The Bear We Carry
The cancer had come back, and this time Maya wasn't fighting it. She sat in her hospice bed, bald and translucent, holding out her papaya like an offering. "Try this," she said. "It's from the farmer's market. Remember how we used to sneak out of the office to get fresh fruit?"
I nodded, unable to speak. My iPhone buzzed in my pocket—work email, Slack notifications, the endless tether to a job that suddenly felt meaningless. I'd been promoted to VP last month. I should've been happy. Instead, I felt like I was carrying a bear on my shoulders, its weight pressing me into the ground.

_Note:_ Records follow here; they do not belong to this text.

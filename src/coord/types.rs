//! Core types for a coordination episode

use chrono::{DateTime, Utc};
use serde::{Deserialize, Serialize};
use std::fmt;
use std::time::Duration;
use uuid::Uuid;

/// Stable handle of a job within one process
#[derive(Clone, Copy, Debug, PartialEq, Eq, Hash, PartialOrd, Ord, Serialize, Deserialize)]
pub struct JobId(u64);

impl JobId {
    pub fn new(raw: u64) -> Self {
        Self(raw)
    }

    pub fn as_u64(&self) -> u64 {
        self.0
    }
}

impl fmt::Display for JobId {
    fn fmt(&self, f: &mut fmt::Formatter<'_>) -> fmt::Result {
        write!(f, "job-{}", self.0)
    }
}

/// Lifecycle of a single job
#[derive(Clone, Copy, Debug, PartialEq, Eq, Serialize, Deserialize)]
pub enum JobState {
    Pending,
    Running,
    Completed,
}

impl JobState {
    pub(crate) fn as_u8(self) -> u8 {
        match self {
            JobState::Pending => 0,
            JobState::Running => 1,
            JobState::Completed => 2,
        }
    }

    pub(crate) fn from_u8(raw: u8) -> Self {
        match raw {
            0 => JobState::Pending,
            1 => JobState::Running,
            _ => JobState::Completed,
        }
    }
}

/// Lifecycle of a coordination episode
///
/// `Draining` loops on itself until the pending set is empty. `Failed` is
/// only reachable from `Finalizing`; job failures never fail the episode.
#[derive(Clone, Copy, Debug, PartialEq, Eq, Serialize, Deserialize)]
pub enum EpisodeState {
    NotStarted,
    Draining,
    Finalizing,
    Done,
    Failed,
}

/// A job finishing, as seen by observers
#[derive(Clone, Debug)]
pub struct CompletionEvent {
    pub job: JobId,
    pub name: String,
    /// `None` on success, the failure text otherwise
    pub error: Option<String>,
    /// When the job completed, on the tokio clock
    pub completed_at: tokio::time::Instant,
    /// Time from episode start to the job's completion
    pub elapsed: Duration,
    /// Pending jobs left after this one was removed
    pub remaining: usize,
}

impl CompletionEvent {
    pub fn succeeded(&self) -> bool {
        self.error.is_none()
    }
}

/// One line of the episode report
#[derive(Clone, Debug, PartialEq, Serialize, Deserialize)]
pub struct CompletionRecord {
    pub job: JobId,
    pub name: String,
    pub succeeded: bool,
    pub error: Option<String>,
    pub elapsed_ms: u64,
}

impl From<&CompletionEvent> for CompletionRecord {
    fn from(event: &CompletionEvent) -> Self {
        Self {
            job: event.job,
            name: event.name.clone(),
            succeeded: event.succeeded(),
            error: event.error.clone(),
            elapsed_ms: event.elapsed.as_millis() as u64,
        }
    }
}

/// Summary of a finished episode, in completion order
#[derive(Clone, Debug, Serialize, Deserialize)]
pub struct EpisodeReport {
    pub run_id: Uuid,
    pub name: String,
    pub started_at: DateTime<Utc>,
    pub duration_ms: u64,
    /// State the episode ended in
    pub state: EpisodeState,
    pub completions: Vec<CompletionRecord>,
}

impl EpisodeReport {
    pub fn failed_jobs(&self) -> impl Iterator<Item = &CompletionRecord> {
        self.completions.iter().filter(|r| !r.succeeded)
    }

    /// Job names in the order they completed
    pub fn completion_order(&self) -> Vec<&str> {
        self.completions.iter().map(|r| r.name.as_str()).collect()
    }

    pub fn to_json_pretty(&self) -> crate::Result<String> {
        Ok(serde_json::to_string_pretty(self)?)
    }
}

/// What `Coordinator::run` hands back on success
#[derive(Debug)]
pub struct EpisodeOutput<R> {
    /// Value produced by the final step
    pub value: R,
    pub report: EpisodeReport,
}
//! Runs the breakfast demo.
//!
//! Usage: `breakfast [config.yaml]`. Prints the episode report as JSON.

use anyhow::Result;
use fanin::breakfast::{make_breakfast, KitchenTimings};
use fanin::CoordinatorConfig;
use tracing::info;

#[tokio::main]
async fn main() -> Result<()> {
    tracing_subscriber::fmt()
        .with_max_level(tracing::Level::INFO)
        .with_target(false)
        .init();

    let config = match std::env::args().nth(1) {
        Some(path) => CoordinatorConfig::from_yaml_file(&path)?,
        None => CoordinatorConfig::default().with_name("breakfast"),
    };

    let output = make_breakfast(config, KitchenTimings::default()).await?;
    info!("Served: {}", serde_json::to_string(&output.value)?);
    println!("{}", output.report.to_json_pretty()?);
    Ok(())
}
// Core infrastructure modules
pub mod core {
    pub mod errors;
    pub mod config;
}

pub mod coord;      // Jobs, chains and the completion-order coordinator
pub mod breakfast;  // Demo batch built on the coordinator

// Re-exports for convenience
pub use core::errors::{CoordError, JobFailure, Result};
pub use core::config::CoordinatorConfig;
pub use coord::*;

#[cfg(test)]
mod tests {
    use super::*;
    use std::sync::atomic::{AtomicUsize, Ordering};
    use std::sync::Arc;
    use std::time::Duration;

    #[tokio::test(start_paused = true)]
    async fn test_mixed_result_types_in_one_batch() {
        let calls = Arc::new(AtomicUsize::new(0));
        let mut coordinator = Coordinator::with_defaults();

        let c = calls.clone();
        coordinator
            .add(
                Job::new("number", async {
                    tokio::time::sleep(Duration::from_millis(5)).await;
                    Ok(42u64)
                }),
                move |outcome| {
                    assert_eq!(outcome.unwrap(), 42);
                    c.fetch_add(1, Ordering::SeqCst);
                },
            )
            .unwrap();

        let c = calls.clone();
        coordinator
            .add(
                Chain::first("text", async { Ok("egg".to_string()) })
                    .then_sync("plural", |s: String| Ok(format!("{s}s")))
                    .into_job("words"),
                move |outcome| {
                    assert_eq!(outcome.unwrap(), "eggs");
                    c.fetch_add(1, Ordering::SeqCst);
                },
            )
            .unwrap();

        let output = coordinator.run(|| async { Ok(2) }).await.unwrap();
        assert_eq!(output.value, 2);
        assert_eq!(calls.load(Ordering::SeqCst), 2);
        assert_eq!(output.report.completion_order(), vec!["words", "number"]);
    }
}
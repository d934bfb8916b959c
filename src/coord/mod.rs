//! Completion-order coordination
//!
//! Jobs run concurrently on tokio; the coordinator drains them in the order
//! they finish, reacts to each once, then runs a final step.

pub mod types;
pub mod hooks;
pub mod job;
pub mod chain;
pub mod coordinator;

pub use types::*;
pub use hooks::*;
pub use job::*;
pub use chain::*;
pub use coordinator::*;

"You always took yourself too seriously," Maya said, her voice barely a whisper. She cut into the papaya with a plastic spoon, its flesh shocking orange against the white hospital sheets. "Even in college. Remember when you cried because you got an A-minus?"

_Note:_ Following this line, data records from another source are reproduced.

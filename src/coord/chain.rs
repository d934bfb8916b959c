//! Ordered sub-stage chains
//!
//! A chain runs its stages strictly one after another inside a single job:
//! each stage receives the previous stage's value and only starts once that
//! value exists. The first failing stage ends the chain.

use futures::future::BoxFuture;
use futures::FutureExt;
use std::future::Future;
use tracing::debug;

use crate::coord::job::{Job, JobOutcome};
use crate::core::errors::JobFailure;

pub struct Chain<T> {
    stages: Vec<String>,
    work: BoxFuture<'static, JobOutcome<T>>,
}

impl<T: Send + 'static> Chain<T> {
    /// Start a chain with its first stage
    pub fn first<F>(stage: impl Into<String>, work: F) -> Self
    where
        F: Future<Output = anyhow::Result<T>> + Send + 'static,
    {
        let stage = stage.into();
        let label = stage.clone();
        let work = async move {
            debug!(stage = %label, index = 0, "chain stage starting");
            work.await.map_err(|e| JobFailure::stage(label, 0, e))
        }
        .boxed();
        Self {
            stages: vec![stage],
            work,
        }
    }

    /// Append an async stage consuming the previous stage's value
    pub fn then<U, F, Fut>(self, stage: impl Into<String>, f: F) -> Chain<U>
    where
        U: Send + 'static,
        F: FnOnce(T) -> Fut + Send + 'static,
        Fut: Future<Output = anyhow::Result<U>> + Send + 'static,
    {
        let Chain { mut stages, work } = self;
        let index = stages.len();
        let stage = stage.into();
        let label = stage.clone();
        stages.push(stage);

        let work = async move {
            let value = work.await?;
            debug!(stage = %label, index, "chain stage starting");
            f(value)
                .await
                .map_err(|e| JobFailure::stage(label, index, e))
        }
        .boxed();
        Chain { stages, work }
    }

    /// Append a synchronous stage
    pub fn then_sync<U, F>(self, stage: impl Into<String>, f: F) -> Chain<U>
    where
        U: Send + 'static,
        F: FnOnce(T) -> anyhow::Result<U> + Send + 'static,
    {
        self.then(stage, move |value| futures::future::ready(f(value)))
    }

    /// Stage labels in execution order
    pub fn stages(&self) -> &[String] {
        &self.stages
    }

    /// Run the chain inline on the current task
    pub async fn run(self) -> JobOutcome<T> {
        self.work.await
    }

    /// Wrap the chain as a job; the job completes when the last stage does.
    pub fn into_job(self, name: impl Into<String>) -> Job<T> {
        Job::from_outcome(name, self.work)
    }
}

impl<T> std::fmt::Debug for Chain<T> {
    fn fmt(&self, f: &mut std::fmt::Formatter<'_>) -> std::fmt::Result {
        f.debug_struct("Chain").field("stages", &self.stages).finish()
    }
}

#[cfg(test)]
mod tests {
    use super::*;
    use pretty_assertions::assert_eq;
    use std::sync::{Arc, Mutex};
    use std::time::Duration;

    type Trace = Arc<Mutex<Vec<String>>>;

    fn record(trace: &Trace, entry: &str) {
        trace.lock().unwrap().push(entry.to_string());
    }

    #[tokio::test(start_paused = true)]
    async fn test_stages_run_in_sequence() {
        let trace: Trace = Arc::default();
        let (p1, p2, p3) = (trace.clone(), trace.clone(), trace.clone());

        let chain = Chain::first("toast", async move {
            record(&p1, "toast:start");
            tokio::time::sleep(Duration::from_millis(30)).await;
            record(&p1, "toast:end");
            Ok(vec!["bread".to_string()])
        })
        .then("butter", move |mut toast: Vec<String>| async move {
            record(&p2, "butter:start");
            tokio::time::sleep(Duration::from_millis(10)).await;
            toast.push("butter".to_string());
            record(&p2, "butter:end");
            Ok(toast)
        })
        .then_sync("jam", move |mut toast: Vec<String>| {
            record(&p3, "jam");
            toast.push("jam".to_string());
            Ok(toast)
        });

        assert_eq!(chain.stages(), &["toast", "butter", "jam"]);
        let toast = chain.run().await.unwrap();
        assert_eq!(toast, vec!["bread", "butter", "jam"]);
        assert_eq!(
            *trace.lock().unwrap(),
            vec!["toast:start", "toast:end", "butter:start", "butter:end", "jam"]
        );
    }

    #[tokio::test]
    async fn test_failing_stage_aborts_remainder() {
        let trace: Trace = Arc::default();
        let p = trace.clone();

        let chain = Chain::first("toast", async { Ok(1u32) })
            .then_sync("butter", |_| -> anyhow::Result<u32> { anyhow::bail!("no butter left") })
            .then_sync("jam", move |n| {
                record(&p, "jam");
                Ok(n + 1)
            });

        let err = chain.run().await.unwrap_err();
        assert!(matches!(err, JobFailure::Stage { index: 1, .. }));
        assert_eq!(err.stage_name(), Some("butter"));
        assert!(trace.lock().unwrap().is_empty());
    }

    #[tokio::test]
    async fn test_first_stage_failure_is_indexed() {
        let chain = Chain::first("toast", async { Err::<u8, _>(anyhow::anyhow!("toaster unplugged")) });
        let err = chain.run().await.unwrap_err();
        assert_eq!(err.to_string(), "stage 0 (toast) failed: toaster unplugged");
    }

    #[tokio::test(start_paused = true)]
    async fn test_chain_job_completes_after_last_stage() {
        let trace: Trace = Arc::default();
        let p = trace.clone();
        let mut job = Chain::first("wait", async {
            tokio::time::sleep(Duration::from_millis(20)).await;
            Ok(2u32)
        })
        .then_sync("double", move |n| {
            record(&p, "double");
            Ok(n * 2)
        })
        .into_job("doubler");

        job.start().unwrap();
        assert!(!job.is_done());
        job.wait().await.unwrap();
        assert_eq!(*trace.lock().unwrap(), vec!["double"]);
        assert_eq!(job.take_result().unwrap().unwrap(), 4);
    }
}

"We were twenty," I said, finally tasting the fruit. Sweet, musky, fleeting. "Everything felt like life or death then."
"It still does," she said. "You just stopped noticing."
The truth hit me like a physical blow. I'd spent two decades climbing a corporate ladder that led nowhere, collecting achievements and accolades while my life narrowed into a series of quarterly goals and performance reviews. I hadn't painted since sophomore year. I hadn't been in love in six years. I'd become the person Maya tried not to be.
"What would you do differently?" I asked, the question catching in my throat.
She closed her eyes, smiling faintly. "I'd spend less time worrying about the future and more time eating good papaya. I'd tell people I loved them more often. I'd—" She paused, inhaling sharply as pain crossed her face. "I'd be braver."
The iPhone buzzed again. Another email marked URGENT.
I turned it off.
"Maya," I said, taking her papaya-stained hand. "I'm going to quit my job. I'm going to start painting again. I'm going to call my mother and tell her I'm sorry for being such a stranger."
She squeezed my fingers, her grip surprisingly strong. "Good," she said. "Now eat this orange before I die. It's organic."
We sat there as sunlight moved across the floor, two old friends sharing fruit in the face of mortality, the bear finally lifting from my shoulders.